Description of the task :: From the entries below, list each line with "localhost".

Task input ::
══════════

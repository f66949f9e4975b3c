mod app;
mod bootstrap;
mod chat;
mod health;

use std::sync::Arc;
use std::time::Duration;

use anyhow::Result;
use returndesk_agent::AgentRuntime;
use returndesk_core::config::{AppConfig, LoadOptions};
use tracing_subscriber::EnvFilter;

use crate::chat::ChatState;
use crate::health::HealthState;

const SWEEP_INTERVAL_CAP: Duration = Duration::from_secs(60);

fn init_logging(config: &AppConfig) {
    use returndesk_core::config::LogFormat::*;

    let filter = EnvFilter::try_new(&config.logging.level).unwrap_or_else(|_| EnvFilter::new("info"));

    match config.logging.format {
        Compact => {
            tracing_subscriber::fmt().with_target(false).with_env_filter(filter).compact().init();
        }
        Pretty => {
            tracing_subscriber::fmt().with_target(false).with_env_filter(filter).pretty().init();
        }
        Json => {
            tracing_subscriber::fmt().with_target(false).with_env_filter(filter).json().init();
        }
    }
}

#[tokio::main]
async fn main() -> Result<()> {
    run().await
}

pub async fn run() -> Result<()> {
    // logging has to exist before bootstrap emits its events
    let config = AppConfig::load(LoadOptions::default())?;
    init_logging(&config);

    let app = bootstrap::bootstrap_with_config(config).await?;
    let config = &app.config;

    let sweeper = spawn_idle_sweeper(Arc::clone(&app.runtime), config.sessions.idle_ttl_secs);

    let routes = app::router(
        ChatState { runtime: Arc::clone(&app.runtime) },
        HealthState { db_pool: app.db_pool.clone(), policy: app.policy.clone() },
        &config.server.allowed_origins,
    );
    let address = format!("{}:{}", config.server.bind_address, config.server.port);
    let listener = tokio::net::TcpListener::bind(&address).await?;
    tracing::info!(
        event_name = "system.server.started",
        correlation_id = "bootstrap",
        bind_address = %address,
        "returndesk-server listening"
    );

    let (stop_tx, stop_rx) = tokio::sync::oneshot::channel::<()>();
    let server = tokio::spawn(async move {
        axum::serve(listener, routes)
            .with_graceful_shutdown(async {
                let _ = stop_rx.await;
            })
            .await
    });

    wait_for_shutdown().await?;
    tracing::info!(
        event_name = "system.server.stopping",
        correlation_id = "shutdown",
        grace_secs = config.server.graceful_shutdown_secs,
        "returndesk-server stopping"
    );
    let _ = stop_tx.send(());
    if let Some(sweeper) = sweeper {
        sweeper.abort();
    }

    match tokio::time::timeout(Duration::from_secs(config.server.graceful_shutdown_secs), server).await {
        Ok(joined) => joined??,
        Err(_) => tracing::warn!(
            event_name = "system.server.shutdown_timeout",
            correlation_id = "shutdown",
            "in-flight requests did not finish within the grace period"
        ),
    }

    app.db_pool.close().await;
    Ok(())
}

/// Periodically evicts threads idle for longer than `idle_ttl_secs`. Zero disables it.
fn spawn_idle_sweeper(
    runtime: Arc<AgentRuntime>,
    idle_ttl_secs: u64,
) -> Option<tokio::task::JoinHandle<()>> {
    if idle_ttl_secs == 0 {
        return None;
    }
    let idle_for = Duration::from_secs(idle_ttl_secs);
    let period = idle_for.min(SWEEP_INTERVAL_CAP);

    Some(tokio::spawn(async move {
        let mut ticker = tokio::time::interval(period);
        ticker.tick().await;
        loop {
            ticker.tick().await;
            match runtime.evict_idle_threads(idle_for).await {
                Ok(0) => {}
                Ok(evicted) => tracing::info!(
                    event_name = "system.sessions.evicted",
                    correlation_id = "sweeper",
                    evicted,
                    "idle conversation threads evicted"
                ),
                Err(error) => tracing::warn!(
                    event_name = "system.sessions.sweep_failed",
                    correlation_id = "sweeper",
                    error = %error,
                    "idle thread sweep failed"
                ),
            }
        }
    }))
}

async fn wait_for_shutdown() -> Result<()> {
    tokio::signal::ctrl_c().await?;
    Ok(())
}
use tokio::signal;

/// Resolve once the process receives SIGINT or SIGTERM.
///
/// If a handler cannot be installed the corresponding branch never fires,
/// so the load test still ends on its own deadline.
pub async fn wait_for_shutdown() {
    let ctrl_c = async {
        if let Err(e) = signal::ctrl_c().await {
            tracing::warn!(error = %e, "Failed to listen for Ctrl+C");
            std::future::pending::<()>().await;
        }
    };

    #[cfg(unix)]
    let terminate = async {
        match signal::unix::signal(signal::unix::SignalKind::terminate()) {
            Ok(mut sigterm) => {
                sigterm.recv().await;
            }
            Err(e) => {
                tracing::warn!(error = %e, "Failed to install SIGTERM handler");
                std::future::pending::<()>().await;
            }
        }
    };

    #[cfg(not(unix))]
    let terminate = std::future::pending::<()>();

    tokio::select! {
        _ = ctrl_c => {
            tracing::info!("Received Ctrl+C, stopping load test...");
        }
        _ = terminate => {
            tracing::info!("Received SIGTERM, stopping load test...");
        }
    }
}
use crate::error::{AppError, Result};

/// Outcome of one workflow iteration.
#[derive(Debug)]
pub enum WorkflowOutcome {
    /// Every stage completed.
    Success,
    /// The first failing stage stopped the iteration.
    Failure { cause: AppError },
}

impl WorkflowOutcome {
    pub fn is_success(&self) -> bool {
        matches!(self, WorkflowOutcome::Success)
    }

    pub fn into_result(self) -> Result<()> {
        match self {
            WorkflowOutcome::Success => Ok(()),
            WorkflowOutcome::Failure { cause } => Err(cause),
        }
    }
}

impl<T> From<Result<T>> for WorkflowOutcome {
    fn from(result: Result<T>) -> Self {
        match result {
            Ok(_) => WorkflowOutcome::Success,
            Err(cause) => WorkflowOutcome::Failure { cause },
        }
    }
}
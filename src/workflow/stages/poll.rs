use std::time::Duration;

use async_trait::async_trait;

use crate::error::{AppError, Result};
use crate::service::types::{JobStatus, StatusResponse};
use crate::service::{endpoint, ServiceClient};
use crate::workflow::context::ResultContext;

use super::Stage;

/// Polls the job status endpoint at a fixed interval until the job finishes.
///
/// Gives up with [`AppError::PollExhausted`] after `max_attempts` status
/// checks; a transport or status error, or a job reporting `ERROR`, stops
/// polling immediately.
pub struct PollStage {
    client: ServiceClient,
    status_path: String,
    interval: Duration,
    max_attempts: u32,
}

impl PollStage {
    pub fn new(
        client: ServiceClient,
        status_path: String,
        interval: Duration,
        max_attempts: u32,
    ) -> Self {
        Self {
            client,
            status_path,
            interval,
            max_attempts,
        }
    }
}

#[async_trait]
impl Stage for PollStage {
    fn name(&self) -> &str {
        "poll_job"
    }

    async fn run(&self, ctx: ResultContext) -> Result<ResultContext> {
        let job = ctx.job()?.clone();
        let path = endpoint(&self.status_path, &job);

        for attempt in 1..=self.max_attempts {
            let reply = self.client.get(&path).await?.ok()?;
            let parsed: StatusResponse = reply.json()?;

            if let Some(id) = parsed.id.as_deref() {
                if id != job.as_str() {
                    tracing::warn!(job_id = %job, reported_id = id, "Status response names a different job");
                }
            }

            tracing::trace!(job_id = %job, attempt, status = ?parsed.status, "Polled job status");

            if parsed.status.is_terminal() {
                if parsed.status != JobStatus::Finished {
                    return Err(AppError::JobFailed {
                        job_id: job.to_string(),
                    });
                }
                tracing::debug!(job_id = %job, attempts = attempt, "Job finished");
                return Ok(ctx.with_status(JobStatus::Finished));
            }

            if attempt < self.max_attempts {
                tokio::time::sleep(self.interval).await;
            }
        }

        Err(AppError::PollExhausted {
            job_id: job.to_string(),
            attempts: self.max_attempts,
        })
    }
}
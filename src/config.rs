use serde::Deserialize;
use std::path::PathBuf;
use std::time::Duration;

use crate::error::{AppError, Result};

#[derive(Debug, Deserialize, Clone)]
pub struct AppConfig {
    pub target: TargetConfig,
    #[serde(default)]
    pub load: LoadConfig,
    #[serde(default)]
    pub workflow: WorkflowConfig,
    #[serde(default)]
    pub output: OutputConfig,
}

#[derive(Debug, Deserialize, Clone)]
pub struct TargetConfig {
    pub base_uri: String,
    #[serde(default = "default_request_timeout_secs")]
    pub request_timeout_secs: u64,
}

#[derive(Debug, Deserialize, Clone)]
pub struct LoadConfig {
    #[serde(default = "default_users")]
    pub users: usize,
    #[serde(default = "default_duration_secs")]
    pub duration_secs: u64,
    /// Wall-clock budget for a single workflow iteration.
    #[serde(default = "default_timeout_secs")]
    pub timeout_secs: u64,
    /// Users are started evenly across this window.
    #[serde(default)]
    pub ramp_up_secs: u64,
    #[serde(default = "default_show_progress")]
    pub show_progress: bool,
    #[serde(default = "default_progress_interval_secs")]
    pub progress_interval_secs: u64,
}

#[derive(Debug, Deserialize, Clone)]
pub struct WorkflowConfig {
    #[serde(default = "default_asset_paths")]
    pub asset_paths: Vec<String>,
    #[serde(default = "default_picture_paths")]
    pub picture_paths: Vec<String>,
    #[serde(default = "default_submit_path")]
    pub submit_path: String,
    #[serde(default = "default_status_path")]
    pub status_path: String,
    #[serde(default = "default_artifact_path")]
    pub artifact_path: String,
    #[serde(default = "default_settle_delay_ms")]
    pub settle_delay_ms: u64,
    #[serde(default = "default_poll_interval_ms")]
    pub poll_interval_ms: u64,
    #[serde(default = "default_max_poll_attempts")]
    pub max_poll_attempts: u32,
}

#[derive(Debug, Deserialize, Clone)]
pub struct OutputConfig {
    #[serde(default = "default_table_path")]
    pub table_path: PathBuf,
    #[serde(default = "default_error_log_path")]
    pub error_log_path: PathBuf,
    #[serde(default = "default_plot_path")]
    pub plot_path: PathBuf,
}

/// Values given on the command line; they win over file and environment.
#[derive(Debug, Default, Clone)]
pub struct Overrides {
    pub base_uri: Option<String>,
    pub users: Option<u64>,
    pub duration_secs: Option<u64>,
    pub timeout_secs: Option<u64>,
    pub show_progress: Option<bool>,
}

impl Default for LoadConfig {
    fn default() -> Self {
        Self {
            users: default_users(),
            duration_secs: default_duration_secs(),
            timeout_secs: default_timeout_secs(),
            ramp_up_secs: 0,
            show_progress: default_show_progress(),
            progress_interval_secs: default_progress_interval_secs(),
        }
    }
}

impl Default for WorkflowConfig {
    fn default() -> Self {
        Self {
            asset_paths: default_asset_paths(),
            picture_paths: default_picture_paths(),
            submit_path: default_submit_path(),
            status_path: default_status_path(),
            artifact_path: default_artifact_path(),
            settle_delay_ms: default_settle_delay_ms(),
            poll_interval_ms: default_poll_interval_ms(),
            max_poll_attempts: default_max_poll_attempts(),
        }
    }
}

impl Default for OutputConfig {
    fn default() -> Self {
        Self {
            table_path: default_table_path(),
            error_log_path: default_error_log_path(),
            plot_path: default_plot_path(),
        }
    }
}

fn default_request_timeout_secs() -> u64 {
    30
}

fn default_users() -> usize {
    5
}

fn default_duration_secs() -> u64 {
    30 * 60
}

fn default_timeout_secs() -> u64 {
    60
}

fn default_show_progress() -> bool {
    true
}

fn default_progress_interval_secs() -> u64 {
    1
}

fn default_asset_paths() -> Vec<String> {
    [
        "/",
        "/config/env.js",
        "/images/emojify_small.png",
        "/images/consul.png",
        "/images/emojify.png",
    ]
    .iter()
    .map(|p| p.to_string())
    .collect()
}

fn default_picture_paths() -> Vec<String> {
    (1..=5).map(|n| format!("/pictures/{n}.jpg")).collect()
}

fn default_submit_path() -> String {
    "/v2/api/emojify/".to_string()
}

fn default_status_path() -> String {
    "/v2/api/emojify/{id}".to_string()
}

fn default_artifact_path() -> String {
    "/v2/api/cache/{id}".to_string()
}

fn default_settle_delay_ms() -> u64 {
    1000
}

fn default_poll_interval_ms() -> u64 {
    1000
}

fn default_max_poll_attempts() -> u32 {
    100
}

fn default_table_path() -> PathBuf {
    PathBuf::from("./output.txt")
}

fn default_error_log_path() -> PathBuf {
    PathBuf::from("./error.txt")
}

fn default_plot_path() -> PathBuf {
    PathBuf::from("./output.png")
}

impl AppConfig {
    pub fn load(config_path: Option<&str>, overrides: &Overrides) -> Result<Self> {
        let mut builder = config::Config::builder();

        // Load from file if specified
        if let Some(path) = config_path {
            builder = builder.add_source(config::File::with_name(path));
        } else {
            builder = builder.add_source(config::File::with_name("emojify-traffic").required(false));
        }

        // Environment variable overrides, e.g. TRAFFIC_TARGET__BASE_URI
        builder = builder.add_source(
            config::Environment::with_prefix("TRAFFIC")
                .prefix_separator("_")
                .separator("__")
                .try_parsing(true),
        );

        builder = builder
            .set_override_option("target.base_uri", overrides.base_uri.clone())
            .and_then(|b| b.set_override_option("load.users", overrides.users))
            .and_then(|b| b.set_override_option("load.duration_secs", overrides.duration_secs))
            .and_then(|b| b.set_override_option("load.timeout_secs", overrides.timeout_secs))
            .and_then(|b| b.set_override_option("load.show_progress", overrides.show_progress))
            .map_err(|e| AppError::Config(e.to_string()))?;

        let config: AppConfig = builder
            .build()
            .map_err(|e| AppError::Config(e.to_string()))?
            .try_deserialize()
            .map_err(|e| AppError::Config(e.to_string()))?;

        config.validate()?;
        Ok(config)
    }

    pub fn validate(&self) -> Result<()> {
        if self.target.base_uri.trim().is_empty() {
            return Err(AppError::Config("target.base_uri must not be empty".to_string()));
        }
        if self.load.users == 0 {
            return Err(AppError::Config("load.users must be at least 1".to_string()));
        }
        if self.target.request_timeout_secs == 0 {
            return Err(AppError::Config(
                "target.request_timeout_secs must be at least 1".to_string(),
            ));
        }
        if self.load.timeout_secs == 0 {
            return Err(AppError::Config("load.timeout_secs must be at least 1".to_string()));
        }
        if self.workflow.max_poll_attempts == 0 {
            return Err(AppError::Config(
                "workflow.max_poll_attempts must be at least 1".to_string(),
            ));
        }
        if self.workflow.picture_paths.is_empty() {
            return Err(AppError::Config(
                "workflow.picture_paths must list at least one picture".to_string(),
            ));
        }
        for (key, template) in [
            ("workflow.status_path", &self.workflow.status_path),
            ("workflow.artifact_path", &self.workflow.artifact_path),
        ] {
            if !template.contains("{id}") {
                return Err(AppError::Config(format!("{key} must contain an {{id}} placeholder")));
            }
        }
        Ok(())
    }

    pub fn request_timeout(&self) -> Duration {
        Duration::from_secs(self.target.request_timeout_secs)
    }
}

impl LoadConfig {
    pub fn duration(&self) -> Duration {
        Duration::from_secs(self.duration_secs)
    }

    pub fn iteration_timeout(&self) -> Duration {
        Duration::from_secs(self.timeout_secs)
    }

    pub fn ramp_up(&self) -> Duration {
        Duration::from_secs(self.ramp_up_secs)
    }

    pub fn progress_interval(&self) -> Duration {
        Duration::from_secs(self.progress_interval_secs.max(1))
    }
}

impl WorkflowConfig {
    pub fn settle_delay(&self) -> Duration {
        Duration::from_millis(self.settle_delay_ms)
    }

    pub fn poll_interval(&self) -> Duration {
        Duration::from_millis(self.poll_interval_ms)
    }
}

/// Parse a duration such as `90`, `45s`, `30m`, `1h30m` or `500ms`.
///
/// A bare number is read as seconds.
pub fn parse_duration(input: &str) -> std::result::Result<Duration, String> {
    let input = input.trim();
    if input.is_empty() {
        return Err("empty duration".to_string());
    }
    if let Ok(secs) = input.parse::<u64>() {
        return Ok(Duration::from_secs(secs));
    }

    let mut total = Duration::ZERO;
    let mut rest = input;
    while !rest.is_empty() {
        let digits = rest.find(|c: char| !c.is_ascii_digit()).unwrap_or(rest.len());
        if digits == 0 {
            return Err(format!("invalid duration '{input}'"));
        }
        let value: u64 = rest[..digits]
            .parse()
            .map_err(|_| format!("invalid duration '{input}'"))?;
        rest = &rest[digits..];

        let unit_len = rest.find(|c: char| c.is_ascii_digit()).unwrap_or(rest.len());
        let part = match &rest[..unit_len] {
            "ms" => Duration::from_millis(value),
            "s" => Duration::from_secs(value),
            "m" => Duration::from_secs(value.saturating_mul(60)),
            "h" => Duration::from_secs(value.saturating_mul(3600)),
            unit => return Err(format!("unknown unit '{unit}' in duration '{input}'")),
        };
        total += part;
        rest = &rest[unit_len..];
    }
    Ok(total)
}
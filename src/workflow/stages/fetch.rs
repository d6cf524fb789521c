use async_trait::async_trait;
use tokio::task::JoinSet;

use crate::error::{AppError, Result};
use crate::service::{Reply, ServiceClient};
use crate::workflow::aggregate::ErrorAggregate;
use crate::workflow::context::ResultContext;

use super::Stage;

/// Loads the home page assets in parallel, the way a browser would.
pub struct AssetFetchStage {
    client: ServiceClient,
    paths: Vec<String>,
}

impl AssetFetchStage {
    pub fn new(client: ServiceClient, paths: Vec<String>) -> Self {
        Self { client, paths }
    }

    /// Fire one GET per path and wait for all of them.
    ///
    /// Dropping the returned future aborts whatever requests are still in
    /// flight, since the tasks live in a `JoinSet`.
    pub async fn fetch_all(&self) -> ErrorAggregate {
        let mut tasks = JoinSet::new();

        for path in &self.paths {
            let client = self.client.clone();
            let path = path.clone();
            tasks.spawn(async move {
                let result = client.get(&path).await.and_then(Reply::success);
                if let Err(e) = &result {
                    tracing::debug!(path = %path, error = %e, "Asset fetch failed");
                }
                result.map(|_| ())
            });
        }

        let mut aggregate = ErrorAggregate::new(self.paths.len());
        while let Some(joined) = tasks.join_next().await {
            match joined {
                Ok(Ok(())) => {}
                Ok(Err(e)) => aggregate.push(e),
                Err(e) => aggregate.push(AppError::Join(e)),
            }
        }
        aggregate
    }
}

#[async_trait]
impl Stage for AssetFetchStage {
    fn name(&self) -> &str {
        "fetch_assets"
    }

    async fn run(&self, ctx: ResultContext) -> Result<ResultContext> {
        self.fetch_all().await.into_result()?;
        Ok(ctx)
    }
}
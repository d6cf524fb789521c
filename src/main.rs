use std::sync::Arc;
use std::time::Duration;

use clap::builder::BoolishValueParser;
use clap::Parser;
use tracing_subscriber::{layer::SubscriberExt, util::SubscriberInitExt, EnvFilter};

use emojify_traffic::config::{parse_duration, AppConfig, Overrides};
use emojify_traffic::load::LoadTest;
use emojify_traffic::shutdown::wait_for_shutdown;
use emojify_traffic::workflow::WorkflowRunner;

#[derive(Parser)]
#[command(name = "emojify-traffic", version, about = "Load generator for the emojify application")]
struct Cli {
    /// Path to configuration file
    #[arg(short, long)]
    config: Option<String>,

    /// Base URI of the application under test
    #[arg(long, env = "BASE_URI")]
    base_uri: Option<String>,

    /// Number of concurrent virtual users
    #[arg(short, long, env = "USERS")]
    users: Option<u64>,

    /// Test duration, e.g. `30m` or `90` (seconds)
    #[arg(short, long, env = "DURATION", value_parser = parse_duration)]
    duration: Option<Duration>,

    /// Timeout for a single iteration, e.g. `60s`
    #[arg(short, long, env = "TIMEOUT", value_parser = parse_duration)]
    timeout: Option<Duration>,

    /// Show a progress bar while the test runs
    #[arg(long, env = "SHOW_PROGRESS", value_parser = BoolishValueParser::new())]
    show_progress: Option<bool>,

    /// Emit logs as JSON
    #[arg(long)]
    json_logs: bool,

    /// Run a single iteration and exit
    #[arg(long)]
    once: bool,
}

#[tokio::main]
async fn main() -> anyhow::Result<()> {
    let cli = Cli::parse();

    // Initialize tracing
    let filter = EnvFilter::try_from_default_env().unwrap_or_else(|_| EnvFilter::new("info"));
    if cli.json_logs {
        tracing_subscriber::registry()
            .with(filter)
            .with(tracing_subscriber::fmt::layer().json())
            .init();
    } else {
        tracing_subscriber::registry()
            .with(filter)
            .with(tracing_subscriber::fmt::layer())
            .init();
    }

    let overrides = Overrides {
        base_uri: cli.base_uri,
        users: cli.users,
        duration_secs: cli.duration.map(|d| d.as_secs()),
        timeout_secs: cli.timeout.map(|d| d.as_secs()),
        show_progress: cli.show_progress,
    };
    let config = AppConfig::load(cli.config.as_deref(), &overrides)?;

    tracing::info!(base_uri = %config.target.base_uri, "Benchmarking application");

    let runner = Arc::new(WorkflowRunner::from_config(&config)?);

    if cli.once {
        let timeout = config.load.iteration_timeout();
        return match tokio::time::timeout(timeout, runner.run()).await {
            Ok(outcome) => {
                outcome.into_result()?;
                tracing::info!("Iteration succeeded");
                Ok(())
            }
            Err(_) => anyhow::bail!("Iteration timed out after {timeout:?}"),
        };
    }

    let summary = LoadTest::new(Arc::clone(&runner), config.load.clone())
        .run(wait_for_shutdown())
        .await;

    print!("{}", summary.render_table());
    summary.save(&config.output).await?;

    tracing::info!(
        table = %config.output.table_path.display(),
        errors = %config.output.error_log_path.display(),
        "Reports written"
    );

    Ok(())
}

#[cfg(test)]
mod tests {
    use super::*;

    #[test]
    fn test_cli_accepts_unit_suffixed_durations() {
        let cli = Cli::try_parse_from([
            "emojify-traffic",
            "--base-uri",
            "http://localhost:8080",
            "--duration",
            "30m",
            "--timeout",
            "60s",
            "--show-progress",
            "false",
        ])
        .unwrap();

        assert_eq!(cli.base_uri.as_deref(), Some("http://localhost:8080"));
        assert_eq!(cli.duration, Some(Duration::from_secs(1800)));
        assert_eq!(cli.timeout, Some(Duration::from_secs(60)));
        assert_eq!(cli.show_progress, Some(false));
    }

    #[test]
    fn test_cli_rejects_bad_duration() {
        assert!(Cli::try_parse_from(["emojify-traffic", "--duration", "soon"]).is_err());
    }
}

══════════

Result of the exercise ::
            "http://localhost:8080",
        assert_eq!(cli.base_uri.as_deref(), Some("http://localhost:8080"));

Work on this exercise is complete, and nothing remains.